For those of you who don't know, my daughter goes to catholic school. Although I am not a practicing catholic and neither is her father, we decided to send her there based on the crappy public school district that we lived in when she went to kindergarten. I went to catholic school and once I was out of there in 9th grade because I went to a public high school, I never looked back. Until I had my daughter. When she was a baby, we had her baptized "just in case". Not that I believe in heaven and hell but because my mother lobbied for her to be baptized so that if something happened to her (God forbid) she would be able to go to heaven. This was a real concern for my mother so I gave in and we baptized her catholic.
This year Lila is in 2nd grade. This is the year she makes her first communion. But before she can make her first communion she has to make her first confession. In the catholic faith you are not supposed to receive communion with sin on your soul so you have to go to confession before you receive communion. All these firstd mean that Lila has to go to several weeks of preparation classes on Sundays. The classes are after mass on Sunday and attendance at mass is mandatory as they pull all the kids aside during the service and give lessons then as well. I have been taking Lila to church on Sundays.
I don't know how I feel about going to church on Sundays. I am not sure I believe in any of this anymore. In fact I know I don't. When I am in church, I listen intently sort of wishing that I found solace in the idea that Jesus loves me. I envy those who can pray and take comfort in the idea that God is there for them. I just don't have that.
This past Saturday, Lila made her first confession. The celebration involved her having an adult come with her as she waited to confess her sins and the adult would go and confess after her to show their support. Since Ben is Lutheran and her godparents live in Florida, I was the adult that went with her. We carried a candle to represent the light of Lila's soul and after we both confessed we were to light the candle as a symbol of the light burning bright now that her soul had been wiped clean through the sacrament of confession.
I stressed about having to go to confession. I haven't been in 20 years or more. Not since junior high school. So I was not looking forward to the required "Bless me father for I have sinned. It has been 20 + years since my last confession." I wasn't going to be able to sit there and tell him all the ways I had sinned in the last 20 years and most of all I would have to admit that I didn't think I really believed anymore. I thought I would be there for an hour holding up the line and people would start to wonder why I was taking so long.
By the time Lila finished her very brief confession (she only had one sin to confess: Sometimes she yells at her mother), I was playing the scenario in my head and dreading the whole thing. I went and sat down in front of the priest. Before I was even able to say anything, he began. "I just have 2 simple questions for you. Do you admit that you have sinned?" he said. "Yes," I replied. "Ok. Are you sorry for the sins that you have committed?" I stopped for a minute. I have done a lot of things wrong in the eyes of the church. I lived with Ben for 8 years without being married. I don't know that I am necessarily sorry for that. But I wanted to make this simple. "Yes," I replied. The priest sat for a moment. "Then unless you have something specific that you want to talk about we can move forward with the absolution."
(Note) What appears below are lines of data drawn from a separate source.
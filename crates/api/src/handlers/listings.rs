//! Handlers for saved listings.
//!
//! A save inserts an immutable row and then notifies the workflow webhook.
//! The webhook is best-effort: its failure is logged and the save still
//! succeeds.

use axum::extract::{Path, Query, State};
use axum::http::StatusCode;
use axum::response::IntoResponse;
use axum::Json;
use listdesk_core::error::CoreError;
use listdesk_core::listing::{validate_listing, ListingDraft};
use listdesk_core::paging::{clamp_limit, clamp_offset, DEFAULT_LIMIT, MAX_LIMIT};
use listdesk_core::types::DbId;
use listdesk_db::repositories::ListingRepo;
use listdesk_events::{event, WorkflowEvent};

use crate::error::AppResult;
use crate::query::PaginationParams;
use crate::response::DataResponse;
use crate::state::AppState;

/// POST /api/listings
///
/// Validate and persist a reviewed listing, then emit `listing.saved`.
pub async fn create_listing(
    State(state): State<AppState>,
    Json(draft): Json<ListingDraft>,
) -> AppResult<impl IntoResponse> {
    validate_listing(&draft)?;
    let pool = state.db()?;

    let listing = ListingRepo::create(pool, &draft).await?;
    tracing::info!(
        listing_id = listing.id,
        suburb = %listing.suburb,
        agent_id = ?listing.listing_agent_id,
        "Listing saved"
    );

    let payload = serde_json::to_value(&draft).unwrap_or_default();
    notify(&state, WorkflowEvent::new(event::LISTING_SAVED, listing.id, payload)).await;

    Ok((StatusCode::CREATED, Json(DataResponse { data: listing })))
}

/// GET /api/listings
///
/// Most recently saved listings first.
pub async fn list_listings(
    State(state): State<AppState>,
    Query(params): Query<PaginationParams>,
) -> AppResult<impl IntoResponse> {
    let limit = clamp_limit(params.limit, DEFAULT_LIMIT, MAX_LIMIT);
    let offset = clamp_offset(params.offset);
    let listings = ListingRepo::list_recent(state.db()?, limit, offset).await?;
    Ok(Json(DataResponse { data: listings }))
}

/// GET /api/listings/{id}
pub async fn get_listing(
    State(state): State<AppState>,
    Path(id): Path<DbId>,
) -> AppResult<impl IntoResponse> {
    let listing = ListingRepo::find_by_id(state.db()?, id)
        .await?
        .ok_or(CoreError::NotFound {
            entity: "Listing",
            id,
        })?;
    Ok(Json(DataResponse { data: listing }))
}

/// Send a workflow event if a webhook is configured.
pub(crate) async fn notify(state: &AppState, event: WorkflowEvent) {
    match &state.webhook {
        Some(webhook) => {
            if webhook.deliver_best_effort(&event).await {
                tracing::debug!(
                    event_type = event.event_type,
                    record_id = event.record_id,
                    "Workflow webhook delivered"
                );
            }
        }
        None => tracing::warn!(
            event_type = event.event_type,
            record_id = event.record_id,
            "WORKFLOW_WEBHOOK_URL not configured, skipping webhook"
        ),
    }
}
This was the easiest thing I had ever done. I didn't have to go into 20 some odd years of transgressions that I'm not sure I am sorry for. He had made it as simple as just admitting it and saying sorry. He blessed me and told me to go on my way. He didn't even assign me a penance of prayers to say. He didn't even make me struggle to remember my Act of Contrition. Lila and I went and lit her candle and added it to the growing number of candles on a table set up on the altar. I went back to my seat feeling light. I felt pretty good actually.
This was something I missed about Catholicism. You go and confess your sins and you are forgiven and it is like a weight is taken off your shoulders. For the most part I didn't feel guilty about the idea that I offended God. But I had done some things that hurt other people. Things I carried around with me for years feeling bad about them not knowing how to make amends. But today I was told I was forgiven. Now I just had to forgive myself.
Part of me began to enjoy the idea of going to church on Sundays. I like the pageantry of it. I like the community. I just wish that I could really believe in something. I just don't. In the end I have to admit that going to confession doesn't make amends to others that I may have hurt. But perhaps I could forgive myself for all the ways I have hurt myself over the years. The only person I really need to make amends to right now is me. Perhaps I could be forgiven for not respecting myself or treating myself with kindness. Perhaps I could be forgiven for the ways I have abused by body and not taken care of my soul. Perhaps I can use this as a starting point to begin to treat myself better. To take care of my own needs.
I don't know that I will make it a regular thing-taking Lila to confession. But maybe once in a while, when I am feeling like I have just been awful to myself I can go and be told that I am forgiven. Perhaps just hearing those words will give me space to breathe. Now we just need to work on getting Lila a few more sins to confess.
I enjoy your writing. I wanted to share a quote that came to mind when reading this post: When you look for the goodness in others you end up finding the best in yourself. :) Your writing paints a picture of deeply good person struggling to see it in herself. Love to you.